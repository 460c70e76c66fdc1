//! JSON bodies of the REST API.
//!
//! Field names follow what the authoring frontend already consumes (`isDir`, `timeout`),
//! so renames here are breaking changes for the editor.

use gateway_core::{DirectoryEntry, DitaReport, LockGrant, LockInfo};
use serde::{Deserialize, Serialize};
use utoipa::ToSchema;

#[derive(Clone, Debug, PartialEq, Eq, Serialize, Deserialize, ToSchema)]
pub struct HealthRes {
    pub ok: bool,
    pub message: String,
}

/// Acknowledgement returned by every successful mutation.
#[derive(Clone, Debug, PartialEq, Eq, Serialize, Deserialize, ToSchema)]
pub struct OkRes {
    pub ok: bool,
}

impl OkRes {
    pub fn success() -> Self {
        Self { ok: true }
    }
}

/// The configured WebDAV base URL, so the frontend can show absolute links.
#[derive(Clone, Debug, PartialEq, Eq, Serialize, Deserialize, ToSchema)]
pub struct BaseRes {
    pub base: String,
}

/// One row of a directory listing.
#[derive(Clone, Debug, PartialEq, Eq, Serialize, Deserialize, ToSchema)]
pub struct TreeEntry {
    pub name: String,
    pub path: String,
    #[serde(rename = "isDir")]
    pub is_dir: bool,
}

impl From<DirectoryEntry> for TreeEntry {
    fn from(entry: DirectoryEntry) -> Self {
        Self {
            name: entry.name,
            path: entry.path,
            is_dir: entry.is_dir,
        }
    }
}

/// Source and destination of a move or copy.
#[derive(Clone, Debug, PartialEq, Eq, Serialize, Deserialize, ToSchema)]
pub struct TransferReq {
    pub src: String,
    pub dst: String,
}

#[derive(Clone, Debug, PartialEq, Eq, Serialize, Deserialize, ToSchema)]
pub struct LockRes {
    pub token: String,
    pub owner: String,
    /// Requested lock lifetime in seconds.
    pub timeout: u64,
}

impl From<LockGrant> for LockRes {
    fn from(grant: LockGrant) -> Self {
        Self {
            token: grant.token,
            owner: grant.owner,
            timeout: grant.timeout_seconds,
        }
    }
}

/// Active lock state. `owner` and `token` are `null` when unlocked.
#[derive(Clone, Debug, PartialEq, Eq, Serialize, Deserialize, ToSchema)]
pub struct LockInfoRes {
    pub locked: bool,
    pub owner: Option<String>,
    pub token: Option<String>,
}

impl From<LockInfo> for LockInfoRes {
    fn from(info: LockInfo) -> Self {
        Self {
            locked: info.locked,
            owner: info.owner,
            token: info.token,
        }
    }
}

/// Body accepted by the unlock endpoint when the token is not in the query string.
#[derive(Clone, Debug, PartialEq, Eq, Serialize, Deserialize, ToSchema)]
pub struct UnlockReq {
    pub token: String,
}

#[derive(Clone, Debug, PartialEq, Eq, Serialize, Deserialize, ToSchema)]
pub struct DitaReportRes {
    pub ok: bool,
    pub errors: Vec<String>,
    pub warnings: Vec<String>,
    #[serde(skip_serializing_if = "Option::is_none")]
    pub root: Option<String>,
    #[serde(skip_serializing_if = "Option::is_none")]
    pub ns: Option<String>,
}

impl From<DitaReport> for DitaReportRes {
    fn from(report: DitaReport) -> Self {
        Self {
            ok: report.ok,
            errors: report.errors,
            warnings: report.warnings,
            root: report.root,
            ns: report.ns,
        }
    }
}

* Task prompt *
Could you filter the material above and copy each line that holds the word "isDir"?

* Problem solution *
//! Field names follow what the authoring frontend already consumes (`isDir`, `timeout`),
    #[serde(rename = "isDir")]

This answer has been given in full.